[Opening Records for this exercise section]

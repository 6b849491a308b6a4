//! QuoteDraft - In-progress quote owning the mutable item list.

use crate::config::PricingConfig;
use crate::error::{QuoteError, Result};
use crate::model::{
    Dimension, FrameColor, FrameSpec, FrameSystem, GlassSpec, HardwareSpec, ItemCategory,
    ItemSpec, ProjectType, Quote, QuoteItem, QuoteStatus, QuoteTotals,
};
use crate::pricing::{
    aggregate_with, calculate_frame_cost, calculate_glass_cost, calculate_hardware_cost,
    calculate_installation_cost,
};
use chrono::{Days, NaiveDate};
use tracing::debug;

/// Steps included in the installation service.
const INSTALLATION_INCLUDES: [&str; 4] = ["measurement", "installation", "sealing", "cleaning"];

/// Header data supplied when a draft is finalized.
#[derive(Debug, Clone, Default)]
pub struct QuoteHeader {
    pub number: String,
    pub customer: String,
    pub project_name: String,
    pub project_type: ProjectType,
    pub salesperson: String,
    pub date: NaiveDate,
    pub notes: Option<String>,
}

/// In-progress quote: current dimensions plus the items added so far.
#[derive(Debug, Clone)]
pub struct QuoteDraft {
    dimension: Dimension,
    config: PricingConfig,
    items: Vec<QuoteItem>,
    next_id: u32,
}

impl QuoteDraft {
    /// Create an empty draft with the default pricing configuration.
    pub fn new(dimension: Dimension) -> Self {
        Self {
            dimension,
            config: PricingConfig::default(),
            items: Vec::new(),
            next_id: 1,
        }
    }

    /// Create an empty draft with an explicit pricing configuration.
    ///
    /// Markup rates must be finite and non-negative.
    pub fn with_config(dimension: Dimension, config: PricingConfig) -> Result<Self> {
        let markup = &config.markup;
        check_amount("markup.losses", markup.losses)?;
        check_amount("markup.overhead", markup.overhead)?;
        check_amount("markup.profit", markup.profit)?;

        Ok(Self {
            dimension,
            config,
            items: Vec::new(),
            next_id: 1,
        })
    }

    pub fn items(&self) -> &[QuoteItem] {
        &self.items
    }

    pub fn is_empty(&self) -> bool {
        self.items.is_empty()
    }

    fn require_dimension(&self) -> Result<()> {
        if self.dimension.is_priceable() {
            Ok(())
        } else {
            Err(QuoteError::InvalidDimensions {
                height: self.dimension.height_mm,
                width: self.dimension.width_mm,
            })
        }
    }

    fn push(&mut self, item: QuoteItem) -> &QuoteItem {
        debug!(
            "Added {} item #{}: {} = {:.2}",
            item.category, item.id, item.description, item.total_price
        );
        self.next_id += 1;
        self.items.push(item);
        &self.items[self.items.len() - 1]
    }

    /// Add a glass piece covering the current opening.
    pub fn add_glass_item(&mut self, spec: GlassSpec) -> Result<&QuoteItem> {
        self.require_dimension()?;

        let cost = calculate_glass_cost(&spec, self.dimension.area());
        let description = format!("Glass {} {}", spec.label(), self.dimension);
        let item = QuoteItem::new(
            self.next_id,
            ItemCategory::Glass,
            description,
            1.0,
            "pc",
            cost.total_price,
        )
        .with_spec(ItemSpec::Glass {
            spec,
            dimension: self.dimension,
            cost,
        });

        Ok(self.push(item))
    }

    /// Add a frame around the current opening's perimeter.
    pub fn add_frame_item(
        &mut self,
        system: FrameSystem,
        profile_line: &str,
        color: FrameColor,
    ) -> Result<&QuoteItem> {
        self.require_dimension()?;

        let spec = FrameSpec::new(system, profile_line, color, self.dimension.perimeter());
        let cost = calculate_frame_cost(&spec);
        let description = format!("Frame {} - {}", spec.label(), self.dimension);
        let item = QuoteItem::new(
            self.next_id,
            ItemCategory::Frame,
            description,
            1.0,
            "set",
            cost.total_price,
        )
        .with_spec(ItemSpec::Frame { spec, cost });

        Ok(self.push(item))
    }

    /// Add a hardware line at the caller's unit price.
    pub fn add_hardware_item(&mut self, spec: HardwareSpec) -> Result<&QuoteItem> {
        check_amount("unit_price", spec.unit_price)?;

        let cost = calculate_hardware_cost(spec.quantity, spec.unit_price);
        let item = QuoteItem::new(
            self.next_id,
            ItemCategory::Hardware,
            format!("Hardware {}", spec.label()),
            f64::from(cost.quantity),
            "pc",
            cost.unit_price,
        )
        .with_spec(ItemSpec::Hardware { spec });

        Ok(self.push(item))
    }

    /// Add the installation service for the current opening.
    pub fn add_installation_item(&mut self) -> Result<&QuoteItem> {
        self.require_dimension()?;

        let area_m2 = self.dimension.area();
        let price = calculate_installation_cost(area_m2);
        let item = QuoteItem::new(
            self.next_id,
            ItemCategory::Service,
            format!("Installation including {}", INSTALLATION_INCLUDES.join(", ")),
            1.0,
            "service",
            price,
        )
        .with_spec(ItemSpec::Installation {
            area_m2,
            includes: INSTALLATION_INCLUDES.iter().map(|s| s.to_string()).collect(),
        });

        Ok(self.push(item))
    }

    /// Add a hand-entered item.
    pub fn add_manual_item(
        &mut self,
        category: ItemCategory,
        description: &str,
        quantity: f64,
        unit: &str,
        unit_price: f64,
    ) -> Result<&QuoteItem> {
        check_amount("quantity", quantity)?;
        check_amount("unit_price", unit_price)?;

        let item = QuoteItem::new(self.next_id, category, description, quantity, unit, unit_price);
        Ok(self.push(item))
    }

    /// Remove the item at `index`.
    pub fn remove_item(&mut self, index: usize) -> Result<QuoteItem> {
        self.check_index(index)?;
        Ok(self.items.remove(index))
    }

    /// Edit the quantity of the item at `index`; the total is recomputed.
    ///
    /// The item's `spec` keeps the values it was generated with.
    pub fn update_item_quantity(&mut self, index: usize, quantity: f64) -> Result<&QuoteItem> {
        self.check_index(index)?;
        check_amount("quantity", quantity)?;
        self.items[index].set_quantity(quantity);
        Ok(&self.items[index])
    }

    /// Edit the unit price of the item at `index`; the total is recomputed.
    ///
    /// The item's `spec` keeps the values it was generated with.
    pub fn update_item_price(&mut self, index: usize, unit_price: f64) -> Result<&QuoteItem> {
        self.check_index(index)?;
        check_amount("unit_price", unit_price)?;
        self.items[index].set_unit_price(unit_price);
        Ok(&self.items[index])
    }

    fn check_index(&self, index: usize) -> Result<()> {
        if index < self.items.len() {
            Ok(())
        } else {
            Err(QuoteError::ItemNotFound {
                index,
                len: self.items.len(),
            })
        }
    }

    /// Current totals with the draft's markup stack.
    pub fn totals(&self) -> QuoteTotals {
        aggregate_with(&self.items, &self.config.markup)
    }

    /// Freeze the draft into a quote record.
    pub fn finalize(&self, header: QuoteHeader) -> Result<Quote> {
        if self.items.is_empty() {
            return Err(QuoteError::NoItems);
        }

        let validity_days = self.config.validity_days;
        let valid_until = header
            .date
            .checked_add_days(Days::new(u64::from(validity_days)))
            .ok_or(QuoteError::InvalidValue {
                field: "validity_days".to_string(),
                value: f64::from(validity_days),
            })?;

        Ok(Quote {
            number: header.number,
            customer: header.customer,
            project_name: header.project_name,
            project_type: header.project_type,
            date: header.date,
            valid_until,
            status: QuoteStatus::Draft,
            salesperson: header.salesperson,
            dimension: self.dimension,
            items: self.items.clone(),
            totals: self.totals(),
            notes: header.notes,
        })
    }
}

/// Quantities and prices may be zero but must be finite and non-negative.
fn check_amount(field: &str, value: f64) -> Result<()> {
    if value.is_finite() && value >= 0.0 {
        Ok(())
    } else {
        Err(QuoteError::InvalidValue {
            field: field.to_string(),
            value,
        })
    }
}

#[cfg(test)]
mod tests {
    use super::*;
    use crate::config::float_cmp::approx_eq;
    use crate::config::MarkupRates;
    use crate::model::{GlassColor, GlassType};

    fn draft() -> QuoteDraft {
        QuoteDraft::new(Dimension::new(1200.0, 1500.0))
    }

    #[test]
    fn test_add_glass_item() {
        let mut draft = draft();
        let item = draft
            .add_glass_item(GlassSpec::new(GlassType::Tempered, 6, GlassColor::Clear))
            .unwrap();

        assert_eq!(item.id, 1);
        assert_eq!(item.category, ItemCategory::Glass);
        assert!(approx_eq(item.total_price, 1.8271 * 55.0));
        assert_eq!(item.total_price, item.quantity * item.unit_price);
        assert_eq!(item.description, "Glass tempered 6mm clear 1200x1500mm");
    }

    #[test]
    fn test_add_frame_item_uses_perimeter() {
        let mut draft = draft();
        let item = draft
            .add_frame_item(FrameSystem::Sliding, "Line 25", FrameColor::White)
            .unwrap();

        // 5.4m + 15% at 15/m, plus 5.4m labor at 8/m
        assert!(approx_eq(item.total_price, 5.4 * 1.15 * 15.0 + 5.4 * 8.0));
        match &item.spec {
            ItemSpec::Frame { spec, cost } => {
                assert_eq!(spec.linear_meters, 5.4);
                assert_eq!(cost.price_per_meter, 15.0);
            }
            other => panic!("unexpected spec {:?}", other),
        }
    }

    #[test]
    fn test_add_hardware_and_installation() {
        let mut draft = draft();
        let hw = draft
            .add_hardware_item(HardwareSpec::new("rollers", 4, 15.0).with_brand("Acme", "Standard"))
            .unwrap();
        assert_eq!(hw.total_price, 60.0);
        assert_eq!(hw.description, "Hardware rollers Acme Standard");

        let service = draft.add_installation_item().unwrap();
        assert_eq!(service.id, 2);
        assert!(approx_eq(service.total_price, 150.0 + 1.8271 * 50.0));
    }

    #[test]
    fn test_items_require_dimensions() {
        let mut draft = QuoteDraft::new(Dimension::new(1200.0, 0.0));

        let err = draft.add_glass_item(GlassSpec::default()).unwrap_err();
        assert!(matches!(err, QuoteError::InvalidDimensions { .. }));
        assert!(draft
            .add_frame_item(FrameSystem::Sliding, "Line 25", FrameColor::White)
            .is_err());
        assert!(draft.add_installation_item().is_err());

        // Hardware does not depend on the opening
        assert!(draft.add_hardware_item(HardwareSpec::new("lock", 1, 80.0)).is_ok());
        assert_eq!(draft.items().len(), 1);
    }

    #[test]
    fn test_edit_items() {
        let mut draft = draft();
        draft.add_hardware_item(HardwareSpec::new("handle", 2, 30.0)).unwrap();

        let item = draft.update_item_quantity(0, 3.0).unwrap();
        assert_eq!(item.total_price, 90.0);

        let item = draft.update_item_price(0, 25.0).unwrap();
        assert_eq!(item.total_price, 75.0);

        assert!(matches!(
            draft.update_item_price(0, -1.0),
            Err(QuoteError::InvalidValue { .. })
        ));
        assert!(matches!(
            draft.update_item_quantity(5, 1.0),
            Err(QuoteError::ItemNotFound { index: 5, len: 1 })
        ));

        let removed = draft.remove_item(0).unwrap();
        assert_eq!(removed.description, "Hardware handle");
        assert!(draft.is_empty());
        assert!(draft.remove_item(0).is_err());
    }

    #[test]
    fn test_ids_are_not_reused_after_removal() {
        let mut draft = draft();
        draft.add_installation_item().unwrap();
        draft.remove_item(0).unwrap();
        let item = draft.add_installation_item().unwrap();
        assert_eq!(item.id, 2);
    }

    #[test]
    fn test_totals_use_configured_markup() {
        let config = PricingConfig::new(MarkupRates::new(0.0, 0.0, 0.0));
        let mut draft = QuoteDraft::with_config(Dimension::new(1000.0, 1000.0), config).unwrap();
        draft
            .add_manual_item(ItemCategory::Service, "Site visit", 1.0, "service", 80.0)
            .unwrap();

        let totals = draft.totals();
        assert_eq!(totals.labor, 80.0);
        assert_eq!(totals.grand_total, 80.0);
    }

    #[test]
    fn test_rejects_invalid_markup() {
        let dimension = Dimension::new(1200.0, 1500.0);

        let negative = PricingConfig::new(MarkupRates::new(0.05, 0.10, -2.0));
        match QuoteDraft::with_config(dimension, negative) {
            Err(QuoteError::InvalidValue { field, value }) => {
                assert_eq!(field, "markup.profit");
                assert_eq!(value, -2.0);
            }
            other => panic!("unexpected result {:?}", other),
        }

        let nan = PricingConfig::new(MarkupRates::new(f64::NAN, 0.10, 0.30));
        assert!(QuoteDraft::with_config(dimension, nan).is_err());
    }

    #[test]
    fn test_edits_keep_generation_spec() {
        let mut draft = draft();
        draft
            .add_hardware_item(HardwareSpec::new("rollers", 2, 15.0))
            .unwrap();

        let item = draft.update_item_quantity(0, 3.0).unwrap();
        assert_eq!(item.total_price, 45.0);
        match &item.spec {
            ItemSpec::Hardware { spec } => {
                assert_eq!(spec.quantity, 2);
                assert_eq!(spec.unit_price, 15.0);
            }
            other => panic!("unexpected spec {:?}", other),
        }
    }

    #[test]
    fn test_finalize_validity_overflow() {
        let config = PricingConfig {
            markup: MarkupRates::default(),
            validity_days: 4_000_000_000,
        };
        let mut draft = QuoteDraft::with_config(Dimension::new(1200.0, 1500.0), config).unwrap();
        draft.add_installation_item().unwrap();

        let header = QuoteHeader {
            date: NaiveDate::from_ymd_opt(2024, 3, 20).unwrap(),
            ..Default::default()
        };
        assert!(matches!(
            draft.finalize(header),
            Err(QuoteError::InvalidValue { field, .. }) if field == "validity_days"
        ));
    }

    #[test]
    fn test_finalize() {
        let mut draft = draft();
        assert!(matches!(
            draft.finalize(QuoteHeader::default()),
            Err(QuoteError::NoItems)
        ));

        draft.add_installation_item().unwrap();
        let date = NaiveDate::from_ymd_opt(2024, 3, 20).unwrap();
        let quote = draft
            .finalize(QuoteHeader {
                number: "2024030042".to_string(),
                customer: "Maria Souza".to_string(),
                project_type: ProjectType::SlidingWindow,
                date,
                ..Default::default()
            })
            .unwrap();

        assert_eq!(quote.status, QuoteStatus::Draft);
        assert_eq!(quote.valid_until, NaiveDate::from_ymd_opt(2024, 4, 4).unwrap());
        assert_eq!(quote.items.len(), 1);
        assert_eq!(quote.totals, draft.totals());
    }
}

[Closing Records for this exercise section]

> _What needs to be done_:
Out of the preceding entries, pull every line containing the string "labor".

> _Finished exercise_:
        // 5.4m + 15% at 15/m, plus 5.4m labor at 8/m
        assert_eq!(totals.labor, 80.0);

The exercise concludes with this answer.